All photos courtesy of Katja Rahlwes | Katja Rahlwes is represented by Michele Filomeno in NY

The name Katja Rahlwes has come to signal a brand of glamour that is bright, beautiful and very lacquered as seen in the pages of ID, Self-Service and Vogue Paris. It is a world of commanding women in full control of that myth of glamour even as that imagery is twisted with a very sophisticated sense of play and wit. But where do these images come from? What is the taste point that informs the aesthetic? MDX caught up with the photographer and got a comprehensive history on the times and taste of the woman called Katja Rahlwes.

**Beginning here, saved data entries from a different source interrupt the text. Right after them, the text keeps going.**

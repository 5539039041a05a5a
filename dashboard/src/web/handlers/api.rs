//! JSON API handlers backing the sliders

use axum::{
    extract::{Query, State, rejection::QueryRejection},
    response::Json,
};
use serde_json::{Value, json};
use shared::{
    AcresRegenerated, ChildrenReached, LandImpactDisplay, SharedError, estimate_education_budget,
    estimate_land_impact, format::format_budget_millions,
};

use crate::dashboard_impl::Dashboard;
use crate::error::{DashboardError, DashboardResult};
use crate::traits::AssetStore;
use crate::types::{AssetStatus, EducationQuery, EducationResponse, ImpactQuery, ImpactResponse};

fn parse_acres(acres: Option<i64>) -> DashboardResult<AcresRegenerated> {
    let value = acres.ok_or_else(|| DashboardError::invalid_request("missing query parameter 'acres'"))?;
    let out_of_range = || {
        SharedError::out_of_range(
            "acres",
            value,
            AcresRegenerated::MIN as i64,
            AcresRegenerated::MAX as i64,
        )
    };

    let acres = u32::try_from(value).map_err(|_| out_of_range())?;
    Ok(AcresRegenerated::new(acres)?)
}

fn parse_children(children: Option<i64>) -> DashboardResult<ChildrenReached> {
    let value = children.ok_or_else(|| DashboardError::invalid_request("missing query parameter 'children'"))?;
    let out_of_range = || {
        SharedError::out_of_range(
            "children",
            value,
            ChildrenReached::MIN as i64,
            ChildrenReached::MAX as i64,
        )
    };

    let children = u64::try_from(value).map_err(|_| out_of_range())?;
    Ok(ChildrenReached::new(children)?)
}

/// Land impact for a number of acres - /api/impact?acres=N
pub async fn land_impact(query: Result<Query<ImpactQuery>, QueryRejection>) -> DashboardResult<Json<ImpactResponse>> {
    let Query(query) = query.map_err(|e| DashboardError::invalid_request(e.body_text()))?;
    let acres = parse_acres(query.acres)?;
    let estimate = estimate_land_impact(acres);

    Ok(Json(ImpactResponse {
        status: "ok".to_string(),
        acres,
        display: LandImpactDisplay::from(&estimate),
        estimate,
    }))
}

/// Toolkit budget for a number of children - /api/education?children=N
pub async fn education_budget(
    query: Result<Query<EducationQuery>, QueryRejection>,
) -> DashboardResult<Json<EducationResponse>> {
    let Query(query) = query.map_err(|e| DashboardError::invalid_request(e.body_text()))?;
    let children = parse_children(query.children)?;
    let budget_usd = estimate_education_budget(children);

    Ok(Json(EducationResponse {
        status: "ok".to_string(),
        children,
        budget_usd,
        display: format_budget_millions(budget_usd),
    }))
}

/// Presence of each catalogued download - /api/assets
pub async fn list_assets<S>(State(dashboard): State<Dashboard<S>>) -> Json<Vec<AssetStatus>>
where
    S: AssetStore + 'static,
{
    Json(dashboard.asset_statuses().await)
}

/// Health check endpoint
pub async fn health_check<S>(State(dashboard): State<Dashboard<S>>) -> Json<Value>
where
    S: AssetStore + 'static,
{
    Json(json!({
        "status": "healthy",
        "timestamp": chrono::Utc::now().timestamp(),
        "uptime_seconds": dashboard.state().get_uptime_seconds(),
        "version": env!("CARGO_PKG_VERSION"),
    }))
}

#[cfg(test)]
mod tests {
    use super::*;

    #[test]
    fn test_parse_acres() {
        assert_eq!(parse_acres(Some(20)).unwrap().get(), 20);
        assert!(matches!(parse_acres(None), Err(DashboardError::InvalidRequest { .. })));

        let err = parse_acres(Some(-3)).unwrap_err();
        assert_eq!(err.to_string(), "acres must be between 1 and 1000, got -3");

        let err = parse_acres(Some(i64::from(u32::MAX) + 1)).unwrap_err();
        assert!(matches!(err, DashboardError::SharedError(SharedError::OutOfRange { .. })));
    }

    #[test]
    fn test_parse_children() {
        assert_eq!(parse_children(Some(0)).unwrap().get(), 0);
        assert!(parse_children(Some(-1)).is_err());
        assert!(parse_children(Some(50_000_001)).is_err());
    }

    #[tokio::test]
    async fn test_land_impact_handler() {
        let Json(response) = land_impact(Ok(Query(ImpactQuery { acres: Some(1000) }))).await.unwrap();

        assert_eq!(response.status, "ok");
        assert_eq!(response.estimate.carbon_tons, 4500.0);
        assert_eq!(response.display.income, "$2,000,000/year");
    }

    #[tokio::test]
    async fn test_education_handler() {
        let Json(response) = education_budget(Ok(Query(EducationQuery {
            children: Some(1_000_000),
        })))
        .await
        .unwrap();

        assert_eq!(response.budget_usd, 18_000_000.0);
        assert_eq!(response.display, "$18.0M");
    }
}
//! End-to-end test over a real socket


use dashboard::{Dashboard, DashboardConfig, RealAssetStore};
use fixtures::*;
use tokio::net::TcpListener;
use tokio::sync::oneshot;

#[tokio::test]
async fn test_serve_and_graceful_shutdown() {
    let assets = full_assets_dir();
    let config = DashboardConfig::new("127.0.0.1", 0, assets.path(), "info").unwrap();
    let dashboard = Dashboard::new(config, RealAssetStore::new(assets.path()));

    let listener = TcpListener::bind("127.0.0.1:0").await.unwrap();
    let addr = listener.local_addr().unwrap();
    let (shutdown_tx, shutdown_rx) = oneshot::channel::<()>();

    let server = {
        let dashboard = dashboard.clone();
        tokio::spawn(async move {
            dashboard
                .serve(listener, async move {
                    let _ = shutdown_rx.await;
                })
                .await
        })
    };

    let client = reqwest::Client::new();
    let impact: serde_json::Value = client
        .get(format!("http://{addr}/api/impact?acres=3"))
        .send()
        .await
        .unwrap()
        .json()
        .await
        .unwrap();
    assert_eq!(impact["estimate"]["carbon_tons"], 13.5);
    assert_eq!(impact["display"]["carbon"], "14 tons");
    assert_eq!(impact["display"]["income"], "$6,000/year");

    let download = client
        .get(format!("http://{addr}/downloads/policy-toolkit"))
        .send()
        .await
        .unwrap();
    assert!(download.status().is_success());
    assert_eq!(download.bytes().await.unwrap().as_ref(), FAKE_PDF);

    drop(client);
    shutdown_tx.send(()).unwrap();
    server.await.unwrap().unwrap();
}
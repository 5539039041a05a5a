//! Shared types for the Regeneration Generation dashboard
//!
//! Holds the impact estimator, the display formatting rules that go with it,
//! and the logging setup used by every binary in the workspace.

pub mod errors;
pub mod estimator;
pub mod format;
pub mod logging;
pub mod types;

pub use errors::*;
pub use estimator::{
    AcresRegenerated, ChildrenReached, ImpactEstimate, estimate_education_budget, estimate_land_impact,
};
pub use format::LandImpactDisplay;
pub use types::ComponentId;
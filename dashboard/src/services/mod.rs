//! Service implementations
//!
//! Real implementations of the service traits for production use

pub mod asset_store;

pub use asset_store::RealAssetStore;

#[cfg(test)]
mod tests;
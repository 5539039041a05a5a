//! HTTP surface: route handlers and page rendering

pub mod handlers;
pub mod render;
//! Service trait definitions for dependency injection
//!
//! Filesystem access is abstracted here so handlers can be tested without disk

use async_trait::async_trait;

use crate::error::DashboardResult;

/// Read-only access to the dashboard's static assets
#[mockall::automock]
#[async_trait]
pub trait AssetStore: Send + Sync {
    /// Read an asset by its path relative to the assets root
    async fn read_asset(&self, path: &str) -> DashboardResult<AssetResponse>;

    /// Check if an asset is present
    async fn asset_exists(&self, path: &str) -> bool;

    /// MIME type for a path, from its extension
    fn content_type(&self, path: &str) -> String;
}

/// Asset bytes with the headers they should be served with
#[derive(Debug, Clone)]
pub struct AssetResponse {
    pub content: Vec<u8>,
    pub content_type: String,
    pub cache_control: Option<String>,
}

impl AssetResponse {
    pub fn new(content: Vec<u8>, content_type: String) -> Self {
        Self {
            content,
            content_type,
            cache_control: None,
        }
    }

    pub fn with_cache_control(mut self, cache_control: String) -> Self {
        self.cache_control = Some(cache_control);
        self
    }
}
//! Filesystem-backed asset store
//!
//! Serves the map image and PDFs from the configured assets directory with
//! content types and cache headers

use async_trait::async_trait;
use shared::{ComponentId, component_debug, component_warn};
use std::collections::HashMap;
use std::path::{Path, PathBuf};
use tokio::fs;

use crate::error::{DashboardError, DashboardResult};
use crate::traits::{AssetResponse, AssetStore};

const FALLBACK_MIME: &str = "application/octet-stream";

/// Asset store rooted at a directory on disk
#[derive(Clone)]
pub struct RealAssetStore {
    base_dir: PathBuf,
    mime_types: HashMap<&'static str, &'static str>,
}

impl RealAssetStore {
    pub fn new<P: AsRef<Path>>(base_dir: P) -> Self {
        let mime_types = HashMap::from([
            ("pdf", "application/pdf"),
            ("png", "image/png"),
            ("jpg", "image/jpeg"),
            ("jpeg", "image/jpeg"),
            ("gif", "image/gif"),
            ("svg", "image/svg+xml"),
            ("ico", "image/x-icon"),
            ("css", "text/css"),
            ("js", "application/javascript"),
            ("html", "text/html; charset=utf-8"),
        ]);

        Self {
            base_dir: base_dir.as_ref().to_path_buf(),
            mime_types,
        }
    }

    fn extension(path: &str) -> Option<String> {
        Path::new(path)
            .extension()
            .and_then(|e| e.to_str())
            .map(|e| e.to_lowercase())
    }

    fn cache_control(path: &str) -> Option<String> {
        match Self::extension(path)?.as_str() {
            "png" | "jpg" | "jpeg" | "gif" | "svg" | "ico" => Some("public, max-age=86400".to_string()),
            "css" | "js" => Some("public, max-age=3600".to_string()),
            "pdf" => Some("no-cache".to_string()),
            _ => None,
        }
    }

    /// Resolve a request path inside the base directory
    fn resolve_path(&self, request_path: &str) -> DashboardResult<PathBuf> {
        let clean_path = request_path.trim_start_matches('/');
        if clean_path.is_empty() {
            return Err(DashboardError::not_found(request_path));
        }

        let canonical_path = self
            .base_dir
            .join(clean_path)
            .canonicalize()
            .map_err(|_| DashboardError::not_found(request_path))?;

        let canonical_base = self.base_dir.canonicalize().map_err(|e| {
            component_warn!(
                ComponentId::current(),
                "Assets directory {} not accessible: {}",
                self.base_dir.display(),
                e
            );
            DashboardError::not_found(request_path)
        })?;

        if !canonical_path.starts_with(&canonical_base) {
            return Err(DashboardError::AccessDenied {
                path: request_path.to_string(),
            });
        }

        Ok(canonical_path)
    }
}

#[async_trait]
impl AssetStore for RealAssetStore {
    async fn read_asset(&self, path: &str) -> DashboardResult<AssetResponse> {
        let file_path = self.resolve_path(path)?;

        if file_path.is_dir() {
            return Err(DashboardError::not_found(path));
        }

        match fs::read(&file_path).await {
            Ok(content) => {
                component_debug!(ComponentId::current(), "📄 Served asset: {} ({} bytes)", path, content.len());

                let mut response = AssetResponse::new(content, self.content_type(path));
                if let Some(cache) = Self::cache_control(path) {
                    response = response.with_cache_control(cache);
                }
                Ok(response)
            }
            Err(e) => {
                component_warn!(ComponentId::current(), "❌ Failed to read asset {}: {}", path, e);
                Err(DashboardError::not_found(path))
            }
        }
    }

    async fn asset_exists(&self, path: &str) -> bool {
        match self.resolve_path(path) {
            Ok(file_path) => file_path.is_file(),
            Err(_) => false,
        }
    }

    fn content_type(&self, path: &str) -> String {
        Self::extension(path)
            .and_then(|ext| self.mime_types.get(ext.as_str()).copied())
            .unwrap_or(FALLBACK_MIME)
            .to_string()
    }
}

impl Default for RealAssetStore {
    fn default() -> Self {
        Self::new(crate::config::DEFAULT_ASSETS_DIR)
    }
}
//! Dashboard entry point
//!
//! Serves the dashboard by default; `land` and `education` print a single
//! estimate and exit.

use clap::{Parser, Subcommand};
use shared::{ComponentId, component_info, logging};

use dashboard::{
    Dashboard, DashboardConfig, DashboardResult, RealAssetStore, cli,
    config::{DEFAULT_ASSETS_DIR, DEFAULT_HOST, DEFAULT_LOG_LEVEL, DEFAULT_PORT},
};

#[derive(Parser, Debug)]
#[command(name = "dashboard")]
#[command(about = "Regeneration Generation impact dashboard")]
struct Args {
    /// Address to bind the HTTP server to
    #[arg(long, env = "DASHBOARD_HOST", default_value = DEFAULT_HOST)]
    host: String,

    /// Port for HTTP server (browser connections)
    #[arg(long, env = "DASHBOARD_PORT", default_value_t = DEFAULT_PORT)]
    port: u16,

    /// Directory holding the map image and PDFs
    #[arg(long, env = "DASHBOARD_ASSETS_DIR", default_value = DEFAULT_ASSETS_DIR)]
    assets_dir: String,

    /// Log level (trace, debug, info, warn, error)
    #[arg(long, env = "DASHBOARD_LOG_LEVEL", default_value = DEFAULT_LOG_LEVEL)]
    log_level: String,

    #[command(subcommand)]
    command: Option<Command>,
}

#[derive(Subcommand, Debug)]
enum Command {
    /// Start the HTTP dashboard (default)
    Serve,
    /// Print the land impact of regenerating some acres
    Land {
        #[arg(long)]
        acres: u32,
    },
    /// Print the toolkit budget for reaching some children
    Education {
        #[arg(long)]
        children: u64,
    },
}

#[tokio::main]
async fn main() -> DashboardResult<()> {
    // A missing .env is fine
    dotenv::dotenv().ok();

    let args = Args::parse();
    let config = DashboardConfig::new(&args.host, args.port, &args.assets_dir, &args.log_level)?;

    match args.command.unwrap_or(Command::Serve) {
        Command::Serve => {
            ComponentId::init_server();
            logging::init_tracing_with_level(Some(&config.log_level));
            logging::log_startup(ComponentId::current(), "Regeneration Generation dashboard");

            let asset_store = RealAssetStore::new(&config.assets_dir);
            let dashboard = Dashboard::new(config, asset_store);

            if let Err(e) = dashboard.run().await {
                logging::log_error(ComponentId::current(), "Dashboard", &e);
                return Err(e);
            }

            logging::log_success(ComponentId::current(), "Dashboard stopped gracefully");
        }
        Command::Land { acres } => {
            ComponentId::init_cli();
            logging::init_tracing_with_level(Some(&config.log_level));
            component_info!(ComponentId::current(), "Estimating land impact for {} acres", acres);
            println!("{}", cli::land_report(acres)?);
        }
        Command::Education { children } => {
            ComponentId::init_cli();
            logging::init_tracing_with_level(Some(&config.log_level));
            component_info!(ComponentId::current(), "Estimating toolkit budget for {} children", children);
            println!("{}", cli::education_report(children)?);
        }
    }

    Ok(())
}
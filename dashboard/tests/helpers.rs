//! Test helper utilities for dashboard integration tests

#![allow(dead_code)]

use std::path::Path;

use axum::{
    Router,
    body::{Body, to_bytes},
    http::{HeaderMap, Request, StatusCode},
};
use dashboard::{Dashboard, DashboardConfig, RealAssetStore};
use tower::ServiceExt;

/// Router over a real asset store rooted at `assets_dir`
pub fn create_test_router(assets_dir: &Path) -> Router {
    let config = DashboardConfig::new("127.0.0.1", 0, assets_dir, "debug").unwrap();
    Dashboard::new(config, RealAssetStore::new(assets_dir)).build_router()
}

/// Response parts collected from a one-shot request
pub struct TestResponse {
    pub status: StatusCode,
    pub headers: HeaderMap,
    pub body: Vec<u8>,
}

impl TestResponse {
    pub fn text(&self) -> String {
        String::from_utf8_lossy(&self.body).to_string()
    }

    pub fn json(&self) -> serde_json::Value {
        serde_json::from_slice(&self.body).unwrap()
    }

    pub fn header(&self, name: &str) -> Option<&str> {
        self.headers.get(name).and_then(|v| v.to_str().ok())
    }
}

/// Send a GET through the router without binding a socket
pub async fn get(router: Router, uri: &str) -> TestResponse {
    let request = Request::builder().uri(uri).body(Body::empty()).unwrap();
    let response = router.oneshot(request).await.unwrap();

    let status = response.status();
    let headers = response.headers().clone();
    let body = to_bytes(response.into_body(), usize::MAX).await.unwrap().to_vec();

    TestResponse { status, headers, body }
}
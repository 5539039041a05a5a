//! Dashboard-specific error types

use axum::{
    http::StatusCode,
    response::{IntoResponse, Json, Response},
};
use serde_json::json;
use shared::SharedError;
use thiserror::Error;

#[derive(Error, Debug)]
pub enum DashboardError {
    #[error("Invalid request: {details}")]
    InvalidRequest { details: String },

    #[error("{0}")]
    SharedError(#[from] SharedError),

    #[error("Asset not found: {path}")]
    AssetNotFound { path: String },

    #[error("Access denied: {path}")]
    AccessDenied { path: String },

    #[error("Unknown download: {id}")]
    UnknownDownload { id: String },

    #[error("Configuration error: {0}")]
    ConfigError(String),

    #[error("Server startup error: {0}")]
    ServerStartup(String),

    #[error("Response building error: {0}")]
    ResponseError(String),

    #[error("I/O error: {0}")]
    IoError(#[from] std::io::Error),
}

impl DashboardError {
    pub fn invalid_request(details: impl Into<String>) -> Self {
        Self::InvalidRequest { details: details.into() }
    }

    pub fn not_found(path: impl Into<String>) -> Self {
        Self::AssetNotFound { path: path.into() }
    }

    pub fn config(message: impl Into<String>) -> Self {
        Self::ConfigError(message.into())
    }

    /// HTTP status this error maps to when it reaches a handler boundary
    pub fn status_code(&self) -> StatusCode {
        match self {
            DashboardError::InvalidRequest { .. } => StatusCode::BAD_REQUEST,
            DashboardError::SharedError(e) if e.is_input_error() => StatusCode::BAD_REQUEST,
            DashboardError::AssetNotFound { .. } | DashboardError::UnknownDownload { .. } => StatusCode::NOT_FOUND,
            DashboardError::AccessDenied { .. } => StatusCode::FORBIDDEN,
            _ => StatusCode::INTERNAL_SERVER_ERROR,
        }
    }
}

impl IntoResponse for DashboardError {
    fn into_response(self) -> Response {
        let status = self.status_code();
        let body = Json(json!({
            "status": "error",
            "message": self.to_string(),
        }));
        (status, body).into_response()
    }
}

pub type DashboardResult<T> = Result<T, DashboardError>;

#[cfg(test)]
mod tests {
    use super::*;

    #[test]
    fn test_status_codes() {
        let out_of_range = DashboardError::from(SharedError::out_of_range("acres", 0, 1, 1000));
        assert_eq!(out_of_range.status_code(), StatusCode::BAD_REQUEST);
        assert_eq!(DashboardError::invalid_request("missing").status_code(), StatusCode::BAD_REQUEST);
        assert_eq!(DashboardError::not_found("x.pdf").status_code(), StatusCode::NOT_FOUND);
        assert_eq!(
            DashboardError::UnknownDownload { id: "nope".into() }.status_code(),
            StatusCode::NOT_FOUND
        );
        assert_eq!(
            DashboardError::AccessDenied { path: "../etc".into() }.status_code(),
            StatusCode::FORBIDDEN
        );
        assert_eq!(
            DashboardError::ServerStartup("bind failed".into()).status_code(),
            StatusCode::INTERNAL_SERVER_ERROR
        );

        let bad_config = DashboardError::from(SharedError::InvalidConfig {
            field: "log_level".into(),
            value: "loud".into(),
        });
        assert_eq!(bad_config.status_code(), StatusCode::INTERNAL_SERVER_ERROR);
    }

    #[test]
    fn test_out_of_range_message_passes_through() {
        let err = DashboardError::from(SharedError::out_of_range("children", 60_000_000, 0, 50_000_000));
        assert_eq!(err.to_string(), "children must be between 0 and 50000000, got 60000000");
    }
}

WS: Okay off goes the phone. During this interview nothing exists for the duration of our talk (laughs).  How do you cope with our current  American  culture of now now now?
KR: I am not here long enough … A big difference in the US is the way how people  communicate  mostly electronically… text message… email.  Rare are the days you actually speak over the phone.  In the beginning I was shocked not to be able to catch anybody on the phone. But if you leave a message on the answering machine, they ring back right away. It takes a moment to understand the dynamics.
In terms of culture yes it is a total different thing compared to Europe. You would think it’s similar with the people  in Europe but the vibe is so different of course.  It’s America!
When you live in Europe you think you know so much about the Americans, because of all the films you have seen, and the trips you’ve made to the U.S. on holidays or for work.
Once you actually live here a new journey begins, like going on a rusty Roller-coaster (laughs). It’s a thrill.
I love how fast people can connect on the streets.   People talk to each other without fear,  something impossible to find in Europe.
In cities like Paris or London people are reserved and overprotective. New Yorkers are curious and talkative, I think that’s funny and most of all very alive.  I love that.
In terms of working on set, I work a lot with the same people like in Europe.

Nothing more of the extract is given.